Per quanto riguarda il secondo problema, sono stati realizzati sempre al Centro Ricerche Eni per l’Energia Rinnovabile e l’Ambiente di Novara innovativi fluidi termovettori composti da miscele ternarie e quaternarie di sali in grado di rimanere fluidi anche quando si raffreddano fino a 90-140°C. Di conseguenza non vi è più la necessità di mantenere l’impianto a 300-350°C, ma è sufficiente scaldarlo molto meno, risparmiando e diminuendo i consumi in termini di energia fossile.

Anche il terzo problema identificato è stato preso in mano dal Centro Ricerche Eni che ha progettato un nuovo tipo di rivestimento del tubo ricevitore: per fare in modo che il calore, una volta entrato nel tubo, non venga poi disperso, è stata inventata una combinazione di quattro innovativi strati metalloceramici che dà al tubo ricevitore una doppia funzione: da una parte è un ottimo assorbitore, con un’assorbanza pari al 95%, dall’altra è un pessimo dissipatore, con emissività a 400°C pari al 7%.

Grazie alla combinazione di queste tre innovazioni la tecnologia della concentrazione solare non è più poco efficiente e poco interessante economicamente.

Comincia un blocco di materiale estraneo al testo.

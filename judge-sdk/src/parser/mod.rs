//! Tolerant parsing of judge model output
//!
//! Judge models are asked for JSON but reply with whatever they like: bare
//! JSON, JSON in a code fence, JSON buried in prose, or prose alone. The
//! parser tries progressively looser strategies and never fails; the weaker
//! the strategy, the lower the confidence it reports.

mod extract;

pub use extract::{extract_fenced_block, find_balanced_object};

use std::fmt;

use once_cell::sync::Lazy;
use regex::Regex;
use serde::{Deserialize, Serialize};
use serde_json::{Map, Value};
use tracing::{debug, warn};

use crate::criteria::{CriteriaSet, CriterionDefinition};
use crate::util::truncate_string;

/// Confidence used when a reply gives none
pub const DEFAULT_CONFIDENCE: f64 = 0.7;

/// Confidence attached to criteria the reply did not score
pub const MISSING_CRITERION_CONFIDENCE: f64 = 0.2;

/// Upper bound on confidence from the keyword heuristic
pub const HEURISTIC_CONFIDENCE: f64 = 0.3;

/// Confidence when the heuristic finds nothing at all
pub const NO_SIGNAL_CONFIDENCE: f64 = 0.1;

/// Which strategy produced a parse
#[derive(Debug, Clone, Copy, PartialEq, Eq, Serialize, Deserialize)]
#[serde(rename_all = "snake_case")]
pub enum ParseStrategy {
    /// The whole reply was JSON
    Direct,
    /// JSON inside the first fenced code block
    FencedBlock,
    /// First balanced `{...}` found in the text
    BraceMatch,
    /// Keyword scan of free text
    Heuristic,
}

impl fmt::Display for ParseStrategy {
    fn fmt(&self, f: &mut fmt::Formatter<'_>) -> fmt::Result {
        let name = match self {
            ParseStrategy::Direct => "direct",
            ParseStrategy::FencedBlock => "fenced_block",
            ParseStrategy::BraceMatch => "brace_match",
            ParseStrategy::Heuristic => "heuristic",
        };
        f.write_str(name)
    }
}

/// Score for a single criterion
#[derive(Debug, Clone, PartialEq, Serialize, Deserialize)]
pub struct CriterionScore {
    pub criterion: String,
    pub score: f64,
    pub reasoning: String,
    pub confidence: f64,
}

/// Structured evaluation extracted from a judge reply
#[derive(Debug, Clone, PartialEq, Serialize)]
pub struct ParsedEvaluation {
    /// One score per expected criterion, in criteria order
    pub scores: Vec<CriterionScore>,
    pub reasoning: String,
    pub strengths: Vec<String>,
    pub weaknesses: Vec<String>,
    pub suggestions: Vec<String>,
    pub strategy: ParseStrategy,
}

/// Winner of a pairwise comparison
#[derive(Debug, Clone, Copy, PartialEq, Eq, Serialize, Deserialize)]
pub enum Winner {
    A,
    B,
    Tie,
}

impl Winner {
    /// Accepts the usual spellings: "A", "response_a", "Response B", "tie", "draw"...
    pub fn parse(s: &str) -> Option<Self> {
        let normalized: String = s
            .trim()
            .to_lowercase()
            .chars()
            .filter(|c| c.is_ascii_alphanumeric())
            .collect();
        match normalized.as_str() {
            "a" | "responsea" | "answera" | "candidatea" | "first" | "1" => Some(Winner::A),
            "b" | "responseb" | "answerb" | "candidateb" | "second" | "2" => Some(Winner::B),
            "tie" | "draw" | "equal" | "neither" | "both" | "none" => Some(Winner::Tie),
            _ => None,
        }
    }
}

impl fmt::Display for Winner {
    fn fmt(&self, f: &mut fmt::Formatter<'_>) -> fmt::Result {
        match self {
            Winner::A => write!(f, "A"),
            Winner::B => write!(f, "B"),
            Winner::Tie => write!(f, "tie"),
        }
    }
}

/// Structured comparison extracted from a judge reply
#[derive(Debug, Clone, PartialEq, Serialize)]
pub struct ComparisonVerdict {
    pub winner: Winner,
    pub reasoning: String,
    pub confidence: f64,
    pub strategy: ParseStrategy,
}

/// Parser for judge replies
#[derive(Debug, Clone)]
pub struct ResponseParser {
    default_confidence: f64,
}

In conclusione, come ben sappiamo, il sole è da sempre stata una fonte, oltre che di vita anche di ricchezza ed oggi che si comincia a percepire la difficoltà connessa al reperimento di idrocarburi ed ai suoi sempre maggiori costi, è necessario pensare alle sue possibili applicazioni del settore, orientandosi sempre verso il futuro.